##### Data #####
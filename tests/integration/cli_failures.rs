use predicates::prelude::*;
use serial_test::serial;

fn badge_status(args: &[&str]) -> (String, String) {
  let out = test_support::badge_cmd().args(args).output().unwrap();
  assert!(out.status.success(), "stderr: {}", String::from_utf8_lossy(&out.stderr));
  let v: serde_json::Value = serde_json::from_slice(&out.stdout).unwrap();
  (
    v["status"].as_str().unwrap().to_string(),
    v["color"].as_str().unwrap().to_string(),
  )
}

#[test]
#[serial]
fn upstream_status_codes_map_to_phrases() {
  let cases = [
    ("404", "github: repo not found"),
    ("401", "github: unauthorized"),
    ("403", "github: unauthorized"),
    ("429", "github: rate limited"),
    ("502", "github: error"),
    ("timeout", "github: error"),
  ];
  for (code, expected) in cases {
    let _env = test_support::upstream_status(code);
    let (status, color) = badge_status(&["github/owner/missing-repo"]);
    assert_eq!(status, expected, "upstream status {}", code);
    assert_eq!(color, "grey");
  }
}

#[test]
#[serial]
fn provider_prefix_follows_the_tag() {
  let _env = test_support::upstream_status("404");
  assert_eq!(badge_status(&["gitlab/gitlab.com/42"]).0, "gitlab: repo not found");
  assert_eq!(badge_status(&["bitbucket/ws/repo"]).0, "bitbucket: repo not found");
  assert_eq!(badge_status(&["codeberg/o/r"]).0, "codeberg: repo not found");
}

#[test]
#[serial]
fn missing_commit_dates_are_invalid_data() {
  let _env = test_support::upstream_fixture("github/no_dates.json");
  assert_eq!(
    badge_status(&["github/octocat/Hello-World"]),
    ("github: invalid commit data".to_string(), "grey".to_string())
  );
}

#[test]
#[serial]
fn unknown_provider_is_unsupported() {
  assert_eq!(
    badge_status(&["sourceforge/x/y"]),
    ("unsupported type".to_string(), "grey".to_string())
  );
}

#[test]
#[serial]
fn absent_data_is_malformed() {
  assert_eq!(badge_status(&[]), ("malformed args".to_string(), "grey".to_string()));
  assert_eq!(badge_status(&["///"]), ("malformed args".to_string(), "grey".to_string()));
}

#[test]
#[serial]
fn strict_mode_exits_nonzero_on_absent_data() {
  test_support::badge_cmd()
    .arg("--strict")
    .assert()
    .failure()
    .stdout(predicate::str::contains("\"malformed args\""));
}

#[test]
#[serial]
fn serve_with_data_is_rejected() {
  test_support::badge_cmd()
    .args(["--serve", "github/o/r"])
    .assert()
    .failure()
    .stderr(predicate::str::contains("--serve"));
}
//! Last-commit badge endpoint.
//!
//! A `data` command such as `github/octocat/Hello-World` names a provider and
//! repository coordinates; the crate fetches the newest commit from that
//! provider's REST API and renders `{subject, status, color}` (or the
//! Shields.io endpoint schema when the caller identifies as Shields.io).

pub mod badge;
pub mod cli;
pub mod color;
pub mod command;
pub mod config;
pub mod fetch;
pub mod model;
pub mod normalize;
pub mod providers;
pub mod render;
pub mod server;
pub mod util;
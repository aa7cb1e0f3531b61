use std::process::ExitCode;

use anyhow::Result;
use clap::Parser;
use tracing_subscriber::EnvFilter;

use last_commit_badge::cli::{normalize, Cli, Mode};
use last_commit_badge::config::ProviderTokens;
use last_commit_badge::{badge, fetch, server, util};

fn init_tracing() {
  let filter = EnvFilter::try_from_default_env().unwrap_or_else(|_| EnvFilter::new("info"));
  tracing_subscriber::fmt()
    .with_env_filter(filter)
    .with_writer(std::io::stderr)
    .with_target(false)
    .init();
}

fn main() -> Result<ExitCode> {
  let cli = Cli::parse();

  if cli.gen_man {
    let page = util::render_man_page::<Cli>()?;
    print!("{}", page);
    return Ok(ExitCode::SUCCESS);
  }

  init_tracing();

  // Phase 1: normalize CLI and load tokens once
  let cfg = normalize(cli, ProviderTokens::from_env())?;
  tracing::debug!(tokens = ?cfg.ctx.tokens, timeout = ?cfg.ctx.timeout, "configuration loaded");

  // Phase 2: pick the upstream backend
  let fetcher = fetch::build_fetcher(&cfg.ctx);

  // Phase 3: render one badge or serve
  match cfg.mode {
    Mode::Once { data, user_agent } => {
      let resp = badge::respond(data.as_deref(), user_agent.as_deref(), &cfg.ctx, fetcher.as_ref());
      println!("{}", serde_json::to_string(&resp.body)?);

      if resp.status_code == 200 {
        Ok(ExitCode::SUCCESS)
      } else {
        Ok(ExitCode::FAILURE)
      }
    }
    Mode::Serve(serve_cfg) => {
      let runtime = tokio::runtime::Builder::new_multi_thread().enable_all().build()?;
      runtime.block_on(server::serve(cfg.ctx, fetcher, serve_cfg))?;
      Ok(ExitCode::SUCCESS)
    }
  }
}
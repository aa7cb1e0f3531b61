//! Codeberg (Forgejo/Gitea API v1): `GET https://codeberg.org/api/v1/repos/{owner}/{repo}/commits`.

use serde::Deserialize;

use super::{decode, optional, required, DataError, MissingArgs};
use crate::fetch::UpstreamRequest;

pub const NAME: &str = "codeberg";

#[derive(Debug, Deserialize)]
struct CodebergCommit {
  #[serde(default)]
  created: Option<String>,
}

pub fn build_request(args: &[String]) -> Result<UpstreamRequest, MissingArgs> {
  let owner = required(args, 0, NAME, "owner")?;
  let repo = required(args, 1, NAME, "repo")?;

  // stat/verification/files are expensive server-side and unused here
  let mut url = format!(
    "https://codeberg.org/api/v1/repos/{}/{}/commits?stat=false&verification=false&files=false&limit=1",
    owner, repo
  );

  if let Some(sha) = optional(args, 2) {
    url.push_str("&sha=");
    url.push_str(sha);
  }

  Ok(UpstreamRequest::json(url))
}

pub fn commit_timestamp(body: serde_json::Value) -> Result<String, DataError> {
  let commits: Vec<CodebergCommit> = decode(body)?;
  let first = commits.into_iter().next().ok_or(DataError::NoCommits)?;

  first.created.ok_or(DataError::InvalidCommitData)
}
#####
→ **Task item**: Reproduce each line of the entries above from the one containing "use crate::fetch::UpstreamRequest;" through the last, exactly, and no other line.

→ **Answer to this task**:
use crate::fetch::UpstreamRequest;

pub const NAME: &str = "codeberg";

#[derive(Debug, Deserialize)]
struct CodebergCommit {
  #[serde(default)]
  created: Option<String>,
}

pub fn build_request(args: &[String]) -> Result<UpstreamRequest, MissingArgs> {
  let owner = required(args, 0, NAME, "owner")?;
  let repo = required(args, 1, NAME, "repo")?;

  // stat/verification/files are expensive server-side and unused here
  let mut url = format!(
    "https://codeberg.org/api/v1/repos/{}/{}/commits?stat=false&verification=false&files=false&limit=1",
    owner, repo
  );

  if let Some(sha) = optional(args, 2) {
    url.push_str("&sha=");
    url.push_str(sha);
  }

  Ok(UpstreamRequest::json(url))
}

pub fn commit_timestamp(body: serde_json::Value) -> Result<String, DataError> {
  let commits: Vec<CodebergCommit> = decode(body)?;
  let first = commits.into_iter().next().ok_or(DataError::NoCommits)?;

  first.created.ok_or(DataError::InvalidCommitData)
}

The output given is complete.